EXERCISE DESCRIPTION>
From the listing below, copy only the lines running from the line that contains "pub fn new(indices: SmallVec<[CellValue;" to the line that contains "error: that indicates", both included.

_ _ _

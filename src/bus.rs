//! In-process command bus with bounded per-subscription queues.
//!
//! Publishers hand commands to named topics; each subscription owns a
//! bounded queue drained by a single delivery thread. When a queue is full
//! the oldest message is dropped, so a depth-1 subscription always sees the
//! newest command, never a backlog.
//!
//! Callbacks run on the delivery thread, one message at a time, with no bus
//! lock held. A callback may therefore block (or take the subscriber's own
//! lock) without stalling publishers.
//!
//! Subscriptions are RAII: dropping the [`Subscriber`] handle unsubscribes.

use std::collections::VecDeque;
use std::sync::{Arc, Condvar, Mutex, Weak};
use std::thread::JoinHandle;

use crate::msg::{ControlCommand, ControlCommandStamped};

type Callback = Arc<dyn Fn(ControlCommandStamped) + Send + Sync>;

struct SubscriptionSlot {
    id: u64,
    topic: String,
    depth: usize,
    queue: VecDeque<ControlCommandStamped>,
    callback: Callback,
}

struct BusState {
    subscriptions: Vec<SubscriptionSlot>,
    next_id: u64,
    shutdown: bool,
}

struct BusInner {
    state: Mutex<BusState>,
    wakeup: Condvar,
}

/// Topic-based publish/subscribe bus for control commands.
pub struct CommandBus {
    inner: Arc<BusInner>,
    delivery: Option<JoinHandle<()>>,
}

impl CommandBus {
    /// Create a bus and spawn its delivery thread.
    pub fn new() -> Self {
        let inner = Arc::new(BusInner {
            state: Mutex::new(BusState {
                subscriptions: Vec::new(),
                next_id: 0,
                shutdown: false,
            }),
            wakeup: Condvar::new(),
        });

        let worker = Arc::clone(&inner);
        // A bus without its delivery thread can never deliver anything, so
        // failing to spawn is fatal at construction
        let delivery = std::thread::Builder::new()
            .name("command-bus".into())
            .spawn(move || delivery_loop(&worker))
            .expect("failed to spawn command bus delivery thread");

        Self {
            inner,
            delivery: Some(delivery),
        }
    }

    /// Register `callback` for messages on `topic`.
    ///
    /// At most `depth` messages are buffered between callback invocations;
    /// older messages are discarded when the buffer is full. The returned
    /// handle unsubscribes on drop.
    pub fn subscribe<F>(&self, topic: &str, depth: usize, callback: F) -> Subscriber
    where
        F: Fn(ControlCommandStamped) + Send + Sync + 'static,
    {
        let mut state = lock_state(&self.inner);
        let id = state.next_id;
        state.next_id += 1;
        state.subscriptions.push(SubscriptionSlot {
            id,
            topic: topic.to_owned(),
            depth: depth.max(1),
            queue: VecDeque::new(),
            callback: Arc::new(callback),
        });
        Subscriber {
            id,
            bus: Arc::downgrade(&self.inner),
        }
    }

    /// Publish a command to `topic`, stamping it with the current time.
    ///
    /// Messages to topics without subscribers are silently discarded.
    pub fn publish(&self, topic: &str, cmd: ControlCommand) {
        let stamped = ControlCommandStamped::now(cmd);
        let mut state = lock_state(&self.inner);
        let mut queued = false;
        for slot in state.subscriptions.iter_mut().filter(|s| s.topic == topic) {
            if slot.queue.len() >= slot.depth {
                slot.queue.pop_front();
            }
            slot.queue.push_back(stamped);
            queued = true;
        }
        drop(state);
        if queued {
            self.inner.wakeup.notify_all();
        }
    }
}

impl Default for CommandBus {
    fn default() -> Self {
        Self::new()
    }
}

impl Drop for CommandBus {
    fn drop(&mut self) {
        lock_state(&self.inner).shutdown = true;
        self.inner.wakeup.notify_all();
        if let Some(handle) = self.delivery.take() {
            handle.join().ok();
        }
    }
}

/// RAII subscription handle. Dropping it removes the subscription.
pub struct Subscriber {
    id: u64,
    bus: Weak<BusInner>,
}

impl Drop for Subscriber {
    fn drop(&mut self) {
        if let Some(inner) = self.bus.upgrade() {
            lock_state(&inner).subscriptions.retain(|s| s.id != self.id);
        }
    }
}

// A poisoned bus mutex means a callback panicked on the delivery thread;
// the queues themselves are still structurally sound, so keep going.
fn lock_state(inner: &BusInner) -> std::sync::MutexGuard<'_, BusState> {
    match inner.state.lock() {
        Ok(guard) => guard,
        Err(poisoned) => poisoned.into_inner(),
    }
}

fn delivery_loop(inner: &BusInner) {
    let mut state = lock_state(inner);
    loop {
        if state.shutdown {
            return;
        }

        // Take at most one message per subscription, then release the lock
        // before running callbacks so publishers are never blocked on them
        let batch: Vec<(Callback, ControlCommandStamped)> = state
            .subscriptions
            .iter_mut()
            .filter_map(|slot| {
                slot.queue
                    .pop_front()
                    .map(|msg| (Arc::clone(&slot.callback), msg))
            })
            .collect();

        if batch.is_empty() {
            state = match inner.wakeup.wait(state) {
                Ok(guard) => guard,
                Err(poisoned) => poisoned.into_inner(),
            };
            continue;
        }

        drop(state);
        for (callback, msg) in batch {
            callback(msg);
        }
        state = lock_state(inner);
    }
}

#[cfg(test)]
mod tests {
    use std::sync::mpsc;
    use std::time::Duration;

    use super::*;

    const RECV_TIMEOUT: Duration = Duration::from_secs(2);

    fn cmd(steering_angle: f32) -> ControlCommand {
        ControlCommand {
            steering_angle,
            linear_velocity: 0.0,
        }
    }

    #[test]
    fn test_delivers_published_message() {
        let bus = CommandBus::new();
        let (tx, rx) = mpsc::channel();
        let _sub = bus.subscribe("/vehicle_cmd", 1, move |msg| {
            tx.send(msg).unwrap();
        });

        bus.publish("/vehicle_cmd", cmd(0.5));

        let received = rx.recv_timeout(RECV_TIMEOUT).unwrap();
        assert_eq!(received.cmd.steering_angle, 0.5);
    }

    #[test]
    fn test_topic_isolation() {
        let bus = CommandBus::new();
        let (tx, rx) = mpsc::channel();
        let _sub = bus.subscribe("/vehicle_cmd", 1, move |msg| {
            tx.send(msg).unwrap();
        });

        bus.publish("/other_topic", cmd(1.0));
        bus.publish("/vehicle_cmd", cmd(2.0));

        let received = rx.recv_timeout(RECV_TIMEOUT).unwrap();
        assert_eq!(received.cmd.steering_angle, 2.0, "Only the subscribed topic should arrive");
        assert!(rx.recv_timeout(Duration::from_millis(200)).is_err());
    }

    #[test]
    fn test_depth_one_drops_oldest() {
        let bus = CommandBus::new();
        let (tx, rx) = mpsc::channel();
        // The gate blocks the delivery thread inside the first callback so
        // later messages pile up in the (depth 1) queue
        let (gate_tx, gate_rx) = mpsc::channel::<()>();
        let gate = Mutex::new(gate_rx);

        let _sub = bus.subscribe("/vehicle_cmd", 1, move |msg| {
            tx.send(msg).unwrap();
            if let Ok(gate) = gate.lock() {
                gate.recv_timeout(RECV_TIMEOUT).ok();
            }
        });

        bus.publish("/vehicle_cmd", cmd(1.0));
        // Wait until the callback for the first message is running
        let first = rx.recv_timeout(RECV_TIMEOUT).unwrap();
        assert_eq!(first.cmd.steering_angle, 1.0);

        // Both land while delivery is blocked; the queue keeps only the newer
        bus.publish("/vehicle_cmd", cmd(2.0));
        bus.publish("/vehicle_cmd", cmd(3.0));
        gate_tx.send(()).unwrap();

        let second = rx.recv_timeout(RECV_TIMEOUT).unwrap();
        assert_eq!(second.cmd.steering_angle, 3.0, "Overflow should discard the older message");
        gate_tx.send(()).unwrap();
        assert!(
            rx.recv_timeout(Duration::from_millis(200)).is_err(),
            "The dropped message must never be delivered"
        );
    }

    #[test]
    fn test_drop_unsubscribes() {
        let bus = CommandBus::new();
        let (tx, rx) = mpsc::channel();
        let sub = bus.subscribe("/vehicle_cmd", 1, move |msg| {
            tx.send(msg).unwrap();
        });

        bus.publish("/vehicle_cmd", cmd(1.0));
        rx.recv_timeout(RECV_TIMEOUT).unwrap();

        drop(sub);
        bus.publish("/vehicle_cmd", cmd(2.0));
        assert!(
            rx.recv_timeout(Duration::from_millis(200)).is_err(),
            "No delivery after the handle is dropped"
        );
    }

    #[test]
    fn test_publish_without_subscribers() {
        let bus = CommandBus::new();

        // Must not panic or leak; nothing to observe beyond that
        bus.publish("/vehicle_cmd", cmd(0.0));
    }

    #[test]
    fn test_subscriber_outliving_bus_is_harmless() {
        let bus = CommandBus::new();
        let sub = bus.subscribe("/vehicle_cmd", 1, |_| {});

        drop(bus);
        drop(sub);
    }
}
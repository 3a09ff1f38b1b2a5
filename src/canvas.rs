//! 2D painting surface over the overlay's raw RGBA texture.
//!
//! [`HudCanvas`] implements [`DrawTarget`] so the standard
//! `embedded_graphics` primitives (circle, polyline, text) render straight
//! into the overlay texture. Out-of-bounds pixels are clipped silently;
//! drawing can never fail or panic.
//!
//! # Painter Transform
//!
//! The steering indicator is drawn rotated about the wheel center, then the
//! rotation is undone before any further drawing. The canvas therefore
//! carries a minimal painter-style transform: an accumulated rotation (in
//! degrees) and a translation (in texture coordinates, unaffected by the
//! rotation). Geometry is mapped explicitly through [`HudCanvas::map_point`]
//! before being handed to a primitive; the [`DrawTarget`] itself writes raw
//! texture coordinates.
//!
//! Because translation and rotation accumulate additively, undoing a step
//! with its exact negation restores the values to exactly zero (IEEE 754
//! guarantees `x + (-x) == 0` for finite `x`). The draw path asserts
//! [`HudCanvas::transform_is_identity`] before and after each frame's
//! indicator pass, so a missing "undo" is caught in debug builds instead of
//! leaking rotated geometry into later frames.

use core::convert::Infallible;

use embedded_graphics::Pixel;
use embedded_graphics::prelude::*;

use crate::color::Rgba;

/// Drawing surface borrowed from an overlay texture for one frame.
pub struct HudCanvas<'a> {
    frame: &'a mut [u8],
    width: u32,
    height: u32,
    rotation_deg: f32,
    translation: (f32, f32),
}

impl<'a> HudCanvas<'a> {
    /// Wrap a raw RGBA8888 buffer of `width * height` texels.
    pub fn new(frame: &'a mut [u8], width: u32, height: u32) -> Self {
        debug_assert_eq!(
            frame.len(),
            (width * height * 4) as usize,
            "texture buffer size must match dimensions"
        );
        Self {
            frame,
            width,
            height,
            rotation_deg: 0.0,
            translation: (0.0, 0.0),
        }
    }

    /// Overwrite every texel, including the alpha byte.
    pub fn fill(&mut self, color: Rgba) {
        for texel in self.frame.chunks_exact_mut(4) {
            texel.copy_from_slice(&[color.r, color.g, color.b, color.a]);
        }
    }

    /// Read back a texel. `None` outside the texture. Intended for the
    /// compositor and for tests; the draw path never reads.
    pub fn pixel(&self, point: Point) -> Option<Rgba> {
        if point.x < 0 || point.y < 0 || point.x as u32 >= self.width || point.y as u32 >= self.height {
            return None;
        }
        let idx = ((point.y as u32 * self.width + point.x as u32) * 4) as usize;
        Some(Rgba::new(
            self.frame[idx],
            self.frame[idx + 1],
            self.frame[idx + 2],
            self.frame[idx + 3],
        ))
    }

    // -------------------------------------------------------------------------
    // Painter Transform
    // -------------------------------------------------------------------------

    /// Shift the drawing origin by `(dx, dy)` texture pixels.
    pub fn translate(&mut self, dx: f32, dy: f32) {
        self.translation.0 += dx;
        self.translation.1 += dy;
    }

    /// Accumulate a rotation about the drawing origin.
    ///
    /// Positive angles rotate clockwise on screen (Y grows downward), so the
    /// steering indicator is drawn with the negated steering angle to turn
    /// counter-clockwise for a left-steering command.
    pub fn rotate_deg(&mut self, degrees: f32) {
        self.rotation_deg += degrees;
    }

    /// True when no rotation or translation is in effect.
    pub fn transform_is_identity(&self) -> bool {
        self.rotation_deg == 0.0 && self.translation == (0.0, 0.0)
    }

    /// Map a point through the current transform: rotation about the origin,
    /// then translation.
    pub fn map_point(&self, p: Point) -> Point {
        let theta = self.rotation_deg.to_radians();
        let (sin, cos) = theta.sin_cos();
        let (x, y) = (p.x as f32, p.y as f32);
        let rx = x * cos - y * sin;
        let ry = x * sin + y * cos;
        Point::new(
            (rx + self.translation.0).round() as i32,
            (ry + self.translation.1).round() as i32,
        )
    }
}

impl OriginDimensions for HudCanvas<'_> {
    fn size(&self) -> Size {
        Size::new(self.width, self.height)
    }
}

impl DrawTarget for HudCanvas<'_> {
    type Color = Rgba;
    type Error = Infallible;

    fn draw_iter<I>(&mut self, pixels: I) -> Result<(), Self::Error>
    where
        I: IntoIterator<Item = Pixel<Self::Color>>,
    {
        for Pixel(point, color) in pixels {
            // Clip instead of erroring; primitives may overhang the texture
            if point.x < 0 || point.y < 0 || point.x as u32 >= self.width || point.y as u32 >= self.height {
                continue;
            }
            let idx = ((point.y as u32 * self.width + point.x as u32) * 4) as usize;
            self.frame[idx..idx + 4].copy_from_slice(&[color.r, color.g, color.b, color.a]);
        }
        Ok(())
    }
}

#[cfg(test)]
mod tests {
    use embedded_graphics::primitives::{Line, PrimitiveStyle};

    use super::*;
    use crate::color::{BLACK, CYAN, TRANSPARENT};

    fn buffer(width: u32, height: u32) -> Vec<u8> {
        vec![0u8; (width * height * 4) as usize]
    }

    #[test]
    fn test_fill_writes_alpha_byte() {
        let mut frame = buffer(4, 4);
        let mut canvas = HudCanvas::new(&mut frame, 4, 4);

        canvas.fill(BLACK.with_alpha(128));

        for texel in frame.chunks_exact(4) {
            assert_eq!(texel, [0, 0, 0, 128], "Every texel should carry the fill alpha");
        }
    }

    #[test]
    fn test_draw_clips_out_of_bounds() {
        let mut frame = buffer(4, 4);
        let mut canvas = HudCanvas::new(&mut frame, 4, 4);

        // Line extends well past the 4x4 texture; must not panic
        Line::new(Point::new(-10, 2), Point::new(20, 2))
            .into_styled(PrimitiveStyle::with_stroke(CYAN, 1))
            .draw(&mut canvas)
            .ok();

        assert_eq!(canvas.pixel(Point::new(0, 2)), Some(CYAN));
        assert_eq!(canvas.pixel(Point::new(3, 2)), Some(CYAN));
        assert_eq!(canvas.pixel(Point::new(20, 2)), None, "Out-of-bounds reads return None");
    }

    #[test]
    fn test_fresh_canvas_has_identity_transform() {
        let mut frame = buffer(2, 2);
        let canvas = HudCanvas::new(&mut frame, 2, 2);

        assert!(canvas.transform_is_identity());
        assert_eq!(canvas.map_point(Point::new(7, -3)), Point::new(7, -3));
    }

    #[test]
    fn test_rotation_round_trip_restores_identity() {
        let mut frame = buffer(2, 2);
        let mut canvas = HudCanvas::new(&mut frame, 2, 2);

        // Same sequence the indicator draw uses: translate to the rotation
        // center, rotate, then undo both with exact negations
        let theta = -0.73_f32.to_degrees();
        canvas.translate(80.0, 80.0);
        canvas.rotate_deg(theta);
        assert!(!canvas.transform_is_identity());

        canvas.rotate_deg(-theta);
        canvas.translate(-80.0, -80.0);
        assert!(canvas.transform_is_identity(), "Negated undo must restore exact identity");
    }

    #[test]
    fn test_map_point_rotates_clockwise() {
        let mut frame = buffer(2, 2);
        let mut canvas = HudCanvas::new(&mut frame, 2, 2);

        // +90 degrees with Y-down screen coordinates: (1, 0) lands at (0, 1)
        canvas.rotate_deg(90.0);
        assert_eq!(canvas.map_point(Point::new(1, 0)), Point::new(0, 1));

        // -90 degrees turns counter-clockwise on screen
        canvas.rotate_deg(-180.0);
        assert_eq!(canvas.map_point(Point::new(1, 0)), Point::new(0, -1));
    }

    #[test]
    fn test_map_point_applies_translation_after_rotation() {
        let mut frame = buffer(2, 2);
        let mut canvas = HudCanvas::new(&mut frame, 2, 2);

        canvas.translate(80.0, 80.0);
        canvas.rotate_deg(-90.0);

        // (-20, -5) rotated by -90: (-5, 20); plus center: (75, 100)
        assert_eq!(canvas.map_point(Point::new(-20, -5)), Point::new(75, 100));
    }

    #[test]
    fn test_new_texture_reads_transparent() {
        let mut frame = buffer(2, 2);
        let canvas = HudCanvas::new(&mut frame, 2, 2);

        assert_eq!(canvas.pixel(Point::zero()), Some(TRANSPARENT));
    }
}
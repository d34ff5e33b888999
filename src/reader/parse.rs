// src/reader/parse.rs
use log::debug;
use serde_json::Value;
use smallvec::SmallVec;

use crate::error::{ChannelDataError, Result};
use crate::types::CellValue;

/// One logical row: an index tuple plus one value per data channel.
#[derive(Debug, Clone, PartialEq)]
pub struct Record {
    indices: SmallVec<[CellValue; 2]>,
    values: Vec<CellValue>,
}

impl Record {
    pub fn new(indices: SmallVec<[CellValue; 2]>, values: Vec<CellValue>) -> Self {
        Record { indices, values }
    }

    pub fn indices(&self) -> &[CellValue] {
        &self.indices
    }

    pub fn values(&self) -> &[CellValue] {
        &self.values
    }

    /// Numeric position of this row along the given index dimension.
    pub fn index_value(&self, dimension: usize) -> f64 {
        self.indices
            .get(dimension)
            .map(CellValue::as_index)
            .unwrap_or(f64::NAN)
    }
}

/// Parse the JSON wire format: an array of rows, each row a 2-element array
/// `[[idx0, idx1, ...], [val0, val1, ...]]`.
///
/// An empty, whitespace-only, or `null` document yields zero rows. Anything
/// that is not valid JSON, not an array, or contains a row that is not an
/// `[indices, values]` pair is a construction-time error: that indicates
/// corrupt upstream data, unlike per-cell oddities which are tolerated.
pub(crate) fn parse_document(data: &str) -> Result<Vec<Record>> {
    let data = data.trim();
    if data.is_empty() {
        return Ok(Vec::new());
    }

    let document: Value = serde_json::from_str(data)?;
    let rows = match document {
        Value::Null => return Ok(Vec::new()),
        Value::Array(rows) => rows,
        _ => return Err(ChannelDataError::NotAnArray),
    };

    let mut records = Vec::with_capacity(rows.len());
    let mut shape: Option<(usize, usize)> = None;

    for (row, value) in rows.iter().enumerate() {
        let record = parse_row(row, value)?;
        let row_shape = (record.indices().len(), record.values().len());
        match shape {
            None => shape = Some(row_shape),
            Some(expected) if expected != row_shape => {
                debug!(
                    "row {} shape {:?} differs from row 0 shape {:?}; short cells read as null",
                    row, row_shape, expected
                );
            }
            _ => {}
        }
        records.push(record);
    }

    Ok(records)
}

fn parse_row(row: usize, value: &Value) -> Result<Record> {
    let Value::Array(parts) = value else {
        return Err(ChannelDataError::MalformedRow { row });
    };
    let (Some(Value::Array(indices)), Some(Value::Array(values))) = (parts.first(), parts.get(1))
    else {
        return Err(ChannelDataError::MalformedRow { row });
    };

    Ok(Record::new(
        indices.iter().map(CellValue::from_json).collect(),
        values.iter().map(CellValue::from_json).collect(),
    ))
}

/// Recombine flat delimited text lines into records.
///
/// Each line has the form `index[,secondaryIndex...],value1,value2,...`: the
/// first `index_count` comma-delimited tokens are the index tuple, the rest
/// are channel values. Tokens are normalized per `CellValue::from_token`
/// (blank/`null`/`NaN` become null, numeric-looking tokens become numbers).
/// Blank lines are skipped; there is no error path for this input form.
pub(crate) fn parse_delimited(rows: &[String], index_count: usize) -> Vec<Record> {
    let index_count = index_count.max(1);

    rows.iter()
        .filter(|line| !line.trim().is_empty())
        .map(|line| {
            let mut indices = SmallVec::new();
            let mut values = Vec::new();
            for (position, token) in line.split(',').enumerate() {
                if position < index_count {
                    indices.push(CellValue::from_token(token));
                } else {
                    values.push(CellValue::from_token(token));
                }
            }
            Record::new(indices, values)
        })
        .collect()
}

_ _ _

YOUR SOLUTION>
    pub fn new(indices: SmallVec<[CellValue; 2]>, values: Vec<CellValue>) -> Self {
        Record { indices, values }
    }

    pub fn indices(&self) -> &[CellValue] {
        &self.indices
    }

    pub fn values(&self) -> &[CellValue] {
        &self.values
    }

    /// Numeric position of this row along the given index dimension.
    pub fn index_value(&self, dimension: usize) -> f64 {
        self.indices
            .get(dimension)
            .map(CellValue::as_index)
            .unwrap_or(f64::NAN)
    }
}

/// Parse the JSON wire format: an array of rows, each row a 2-element array
/// `[[idx0, idx1, ...], [val0, val1, ...]]`.
///
/// An empty, whitespace-only, or `null` document yields zero rows. Anything
/// that is not valid JSON, not an array, or contains a row that is not an
/// `[indices, values]` pair is a construction-time error: that indicates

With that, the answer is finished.